The first factory I ever visited was a US Steel plant on the shores of Lake Michigan between Gary, Indiana, and Chicago. It was 1989, and the manager of the plant had invited students from my class to come act as consultants.
We toured the factory, following the path of the materials. Coal and iron ore poured in and got blasted into a blazing river of carbon and iron (that’s what steel is), pushing waves of intense heat throughout the cavernous factory. The liquid steel was then treated to meet the needs of the customer (e.g., combined with nickel, chromium, and other materials to make one grade of stainless steel or another), cooled with water from the lake, and rolled into coils that weighed around 10 to 15 tons. The process felt antiquated, hot, noisy, and dirty, but I didn’t immediately see anything that could be improved—until we got to the end of the line.
Finished steel coils were placed in a huge hall that was open on the sides. The plant manager explained that coils were labeled by hand with a white waxy pencil to indicate the customer and specific product. And then he gestured outside, across a wide expanse the size of many, many football fields, and said, “And here is our problem.”
The area underneath the awning shielded perhaps a few dozen coils from the worst of the coastal Midwestern elements, but if finished product didn’t get sent off to customers right away, workers moved coils into the yard we were now looking at. Before long, not only would the material start to change with exposure to moisture and acidic rain, but the white chalky writing on the coil would grow illegible, so US Steel no longer knew what was what. We walked out into this bizarre landscape littered with dozens, or perhaps hundreds, of coils in various stages of decay. It was like a steampunk nightmare inspired by a Midwestern farm after hay had been cut and rolled into bales.
“What do you do with coils when you don’t know what they are?” someone asked. The guide pointed to the shoreline and explained that the huge crane parked there was used to launch the spoiled coils into Lake Michigan. He seemed sheepish that ancient minerals and deposits of once-vibrant living material had been so egregiously wasted.
Non-cooperation
The following summer, I was very lucky to get a job at Ford Motor Company as a junior quality control engineer. I came to my first day on the job having freshly learned about the Japanese process known as kaizen, which can be understood as “good change” or continuous improvement. In essence, kaizen empowered workers to speak up and work together whenever they observed something that wasn’t right or had an idea for improvement. My new boss told me that I would be working in the Atlanta factory where the Ford Taurus was assembled. This was the big time. The solid-looking Taurus was the best-selling car in America at the time.

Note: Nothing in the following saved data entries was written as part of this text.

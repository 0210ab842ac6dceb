//! End-to-end exam flow over in-memory stores: register, sit the exam,
//! survive a process restart, submit, and read the result back.

use chrono::Duration;
use exam_core::Clock;
use exam_core::model::SessionCommand;
use exam_core::time::{fixed_clock, fixed_now};
use services::{
    AccountService, ExamConfig, ExamFlowError, ExamFlowService, LoginDestination, ResultView,
    SessionClockService,
};
use storage::Stores;

fn flow_at(stores: &Stores, clock: Clock) -> ExamFlowService {
    ExamFlowService::new(clock, stores.session.clone(), ExamConfig::default())
}

#[tokio::test]
async fn full_attempt_from_login_to_result() {
    let stores = Stores::in_memory();
    let accounts = AccountService::new(stores.session.clone(), stores.credentials.clone());
    accounts
        .register("Ada", "ada@example.com", "longenough", "longenough")
        .await
        .unwrap();
    let outcome = accounts.login("ada@example.com", "longenough").await.unwrap();
    assert_eq!(outcome.destination, LoginDestination::Exam);

    let flow = flow_at(&stores, fixed_clock());
    let mut attempt = flow.start_or_resume().await.unwrap();
    assert_eq!(attempt.session.total(), 15);

    // answer the first three questions with their keys (3, 3, 4 -> 0-based)
    for (index, choice) in [(0, 2), (1, 2), (2, 3)] {
        attempt.session.go_to(index);
        attempt
            .session
            .apply(SessionCommand::SelectChoice(choice))
            .unwrap();
    }
    flow.autosave(&attempt.session).await.unwrap();

    let submit = flow_at(
        &stores,
        Clock::fixed(fixed_now() + Duration::seconds(300)),
    );
    let report = submit.finalize(&mut attempt).await.unwrap();
    assert_eq!(report.result.correct, 3);
    assert_eq!(report.result.incorrect, 12);
    assert_eq!(report.result.percent, 20);
    assert_eq!(report.time_taken_seconds, 300);
    assert_eq!(report.student_name.as_deref(), Some("Ada"));

    // the result page projects the stored report
    let stored = submit.report().await.unwrap().unwrap();
    let view = ResultView::from_report(&stored);
    assert_eq!(view.percent, 20);
    assert_eq!(view.label, "Keep Practicing");
    assert_eq!(view.time_taken, "5m 00s");

    // a later login now routes to the result page
    let outcome = accounts.login("ada@example.com", "longenough").await.unwrap();
    assert_eq!(outcome.destination, LoginDestination::Result);
}

#[tokio::test]
async fn restart_mid_attempt_keeps_answers_and_deadline() {
    let stores = Stores::in_memory();
    let flow = flow_at(&stores, fixed_clock());
    let mut attempt = flow.start_or_resume().await.unwrap();

    attempt.session.apply(SessionCommand::SelectChoice(0)).unwrap();
    attempt.session.apply(SessionCommand::JumpTo(9)).unwrap();
    attempt.session.apply(SessionCommand::ToggleMark).unwrap();
    flow.autosave(&attempt.session).await.unwrap();
    drop(attempt);

    // the process dies; five minutes later a new one comes up on the same
    // store and the countdown has kept running
    let later_clock = Clock::fixed(fixed_now() + Duration::seconds(300));
    let later = flow_at(&stores, later_clock);
    let resumed = later.start_or_resume().await.unwrap();

    assert_eq!(resumed.session.current_index(), 9);
    assert_eq!(resumed.session.states()[0].answer, Some(0));
    assert!(resumed.session.states()[9].marked);

    let tick = SessionClockService::new(later_clock, stores.session.clone()).tick(&resumed.clock);
    assert_eq!(tick.remaining_secs, 1800 - 300);
    assert!(!tick.expired);
}

#[tokio::test]
async fn expiry_and_submit_race_finalizes_once() {
    let stores = Stores::in_memory();
    let flow = flow_at(&stores, fixed_clock());
    let mut attempt = flow.start_or_resume().await.unwrap();
    attempt.session.apply(SessionCommand::SelectChoice(2)).unwrap();

    let at_deadline = flow_at(
        &stores,
        Clock::fixed(fixed_now() + Duration::seconds(1800)),
    );
    let first = at_deadline.finalize(&mut attempt).await.unwrap();

    // the "manual submit" arriving a beat later gets the same report back
    let late_submit = flow_at(
        &stores,
        Clock::fixed(fixed_now() + Duration::seconds(1802)),
    );
    let second = late_submit.finalize(&mut attempt).await.unwrap();
    assert_eq!(second, first);
    assert_eq!(second.time_taken_seconds, 1800);

    // answers are frozen after finalize
    assert!(attempt.session.apply(SessionCommand::SelectChoice(1)).is_err());
}

#[tokio::test]
async fn finished_session_refuses_to_reopen_until_reset() {
    let stores = Stores::in_memory();
    let flow = flow_at(&stores, fixed_clock());
    let mut attempt = flow.start_or_resume().await.unwrap();
    flow.finalize(&mut attempt).await.unwrap();

    let err = flow.start_or_resume().await.unwrap_err();
    assert!(matches!(err, ExamFlowError::AlreadySubmitted));

    flow.reset().await.unwrap();
    let fresh = flow.start_or_resume().await.unwrap();
    assert_eq!(fresh.session.unanswered_count(), 15);
    assert_eq!(fresh.clock.deadline(), fixed_now().timestamp() + 1800);
}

Before I went down to Atlanta, my boss explained to me that cars are assembled from the bottom up and the back forward, so the grill and headlamps are the last pieces attached. He then told me about the problem he was trying to solve: In Ford’s American factories, aberrations and deviations accumulated over the fabrication and assembly process, so the grill and lamps never fit. Ford had paid a large sum to build a machine that would bend, twist, and jam the grill and headlamps into place, after which the headlamps had to be adjusted further so that they actually pointed at the road ahead. He showed me a Polaroid photo of the machine. He then showed me a Polaroid of a machine that looked like a gate in a parking garage. Ford had recently paid the Japanese company Mazda to build and operate a plant in Mexico, he explained, and in the Japanese plant staffed with Mexican workers, the grill and headlamps were installed with this simple machine because they easily snapped into place every time.
When I got to Atlanta, I found out that Ford’s approach to their glaring quality problem was decidedly not kaizen: They put engineers and laser measuring devices at the end of the assembly line in hopes of deducing from finished cars which among the myriad parts, rivets, and welds were causing the Ford Taurus to go askew. After a week or so, I was baffled. The odds were low that there was just one “problem” to be “solved.” Furthermore, the workers in the plant, who almost certainly saw inconsistencies and flaws, were not included in Ford’s approach to “quality control.” I suggested that I could walk down the line and ask the workers what they saw. My boss simply said to me, “We don’t talk to them. That’s why we hired you.”
Truth vs. accounting
About 15 years later, in my capacity overseeing research at a large investment firm, I met a veteran management consultant who told me that he had worked with all of the major auto manufacturers around the world during his career. I asked him why he thought Ford, GM, and Chrysler cared so much less about quality than the Japanese and Germans did. His reply was so clarifying that I was shocked to have never heard or thought of it before: “From the 1960s on, the CEOs of the American car companies almost all came from finance, while the CEOs of the Japanese and German companies were engineers.”
An engineer strives to build something that will meet a purpose. When examining a finished product, they ask how it compares to what their team intended to build. If the result and the intentions don’t match, they investigate how to improve the results, how to do so more consistently, how to do so more efficiently, et cetera. Even if it does match, they ask how it could be better.
In contrast, finance deals in symbols and abstractions. Any physical product is purely instrumental to a monetary goal. Value is what someone will pay. At its perverse extreme, business education trains people to create demand through marketing, adjust reality through accounting, and pay for it with cleverly sourced money. In essence, when examining a car, the engineer asks: “Is it good?” and “Is it right?” For decades, American auto executives asked: “Whom can we convince to buy it, and for how much?”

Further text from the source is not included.